§ **ACTIVITY**:
Output all of the material beneath this line exactly as it is.

=== Begin Enclosure ===

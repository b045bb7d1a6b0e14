//! Postframe is the transform and timeline animation engine behind a 2D post/short-video editor.
//!
//! It turns editor input into style descriptions; it never paints pixels.
//!
//! # Pieces
//!
//! 1. **Gestures**: [`TransformController`] turns pointer drags into rotation-aware
//!    move/resize/rotate [`ElementPatch`]es, consulting a [`SnapResolver`] while moving.
//! 2. **Timeline**: [`evaluate`] maps `(element, playhead)` to a [`StyleDelta`] plus resolved
//!    text, from the element's enter/exit [`AnimationConfig`]s and an [`Ease`].
//! 3. **Effects**: [`compose_effects`] merges the legacy scalar filter, the ordered effect stack
//!    and the blend mode into one [`StyleFragment`].
//! 4. **Style**: [`resolve_style`] / [`resolve_scene`] merge all of the above with committed
//!    geometry into an [`ElementStyle`] for the rendering surface.
//!
//! Per-frame and mid-gesture entry points are infallible: anomalies degrade to "no visual
//! change". Only authoring-time APIs (validation, JSON loading, opening a gesture) return
//! [`PostframeResult`].
#![forbid(unsafe_code)]

mod animation;
mod effects;
mod eval;
mod foundation;
mod scene;
mod style;
mod transform;

pub use animation::config::{AnimationConfig, AnimationKind, AnimationSet, SlideDirection};
pub use animation::ease::Ease;
pub use effects::blend::BlendMode;
pub use effects::compose::{
    FilterPrimitive, LegacyFilter, RenderHint, StyleFragment, compose_effects,
};
pub use effects::model::{Effect, EffectCategory, EffectKind, EffectRecord, EffectTag};
pub use eval::evaluator::{ClipInset, Evaluation, Evaluator, Phase, StyleDelta, evaluate};
pub use foundation::config::{AnimationOpts, EngineOpts, TransformOpts};
pub use foundation::core::{Affine, Canvas, Point, TimeWindow, Vec2};
pub use foundation::error::{PostframeError, PostframeResult};
pub use foundation::math::{local_to_screen, normalize_deg, screen_to_local, snap_deg};
pub use scene::dsl::ElementBuilder;
pub use scene::model::{
    Element, ElementKind, ElementPatch, Fill, Geometry, GeometryPatch, Scene, ShapeKind,
    TextStyle,
};
pub use style::resolve::{
    ElementStyle, StyleTransform, resolve_scene, resolve_style, resolve_style_with,
};
pub use transform::controller::{
    GestureSession, GestureState, GestureUpdate, Modifiers, ResizeHandle, TransformController,
};
pub use transform::snap::{
    CanvasSnap, NoSnap, SnapGuides, SnapQuery, SnapResolver, SnapResult,
};
pub(crate) mod resolve;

=== End Enclosure ===

§ **RESPONSE AREA**:
repository b045bb7d1a6b0e14
//! Postframe is the transform and timeline animation engine behind a 2D post/short-video editor.
//!
//! It turns editor input into style descriptions; it never paints pixels.
//!
//! # Pieces
//!
//! 1. **Gestures**: [`TransformController`] turns pointer drags into rotation-aware
//!    move/resize/rotate [`ElementPatch`]es, consulting a [`SnapResolver`] while moving.
//! 2. **Timeline**: [`evaluate`] maps `(element, playhead)` to a [`StyleDelta`] plus resolved
//!    text, from the element's enter/exit [`AnimationConfig`]s and an [`Ease`].
//! 3. **Effects**: [`compose_effects`] merges the legacy scalar filter, the ordered effect stack
//!    and the blend mode into one [`StyleFragment`].
//! 4. **Style**: [`resolve_style`] / [`resolve_scene`] merge all of the above with committed
//!    geometry into an [`ElementStyle`] for the rendering surface.
//!
//! Per-frame and mid-gesture entry points are infallible: anomalies degrade to "no visual
//! change". Only authoring-time APIs (validation, JSON loading, opening a gesture) return
//! [`PostframeResult`].
#![forbid(unsafe_code)]

mod animation;
mod effects;
mod eval;
mod foundation;
mod scene;
mod style;
mod transform;

pub use animation::config::{AnimationConfig, AnimationKind, AnimationSet, SlideDirection};
pub use animation::ease::Ease;
pub use effects::blend::BlendMode;
pub use effects::compose::{
    FilterPrimitive, LegacyFilter, RenderHint, StyleFragment, compose_effects,
};
pub use effects::model::{Effect, EffectCategory, EffectKind, EffectRecord, EffectTag};
pub use eval::evaluator::{ClipInset, Evaluation, Evaluator, Phase, StyleDelta, evaluate};
pub use foundation::config::{AnimationOpts, EngineOpts, TransformOpts};
pub use foundation::core::{Affine, Canvas, Point, TimeWindow, Vec2};
pub use foundation::error::{PostframeError, PostframeResult};
pub use foundation::math::{local_to_screen, normalize_deg, screen_to_local, snap_deg};
pub use scene::dsl::ElementBuilder;
pub use scene::model::{
    Element, ElementKind, ElementPatch, Fill, Geometry, GeometryPatch, Scene, ShapeKind,
    TextStyle,
};
pub use style::resolve::{
    ElementStyle, StyleTransform, resolve_scene, resolve_style, resolve_style_with,
};
pub use transform::controller::{
    GestureSession, GestureState, GestureUpdate, Modifiers, ResizeHandle, TransformController,
};
pub use transform::snap::{
    CanvasSnap, NoSnap, SnapGuides, SnapQuery, SnapResolver, SnapResult,
};
pub(crate) mod resolve;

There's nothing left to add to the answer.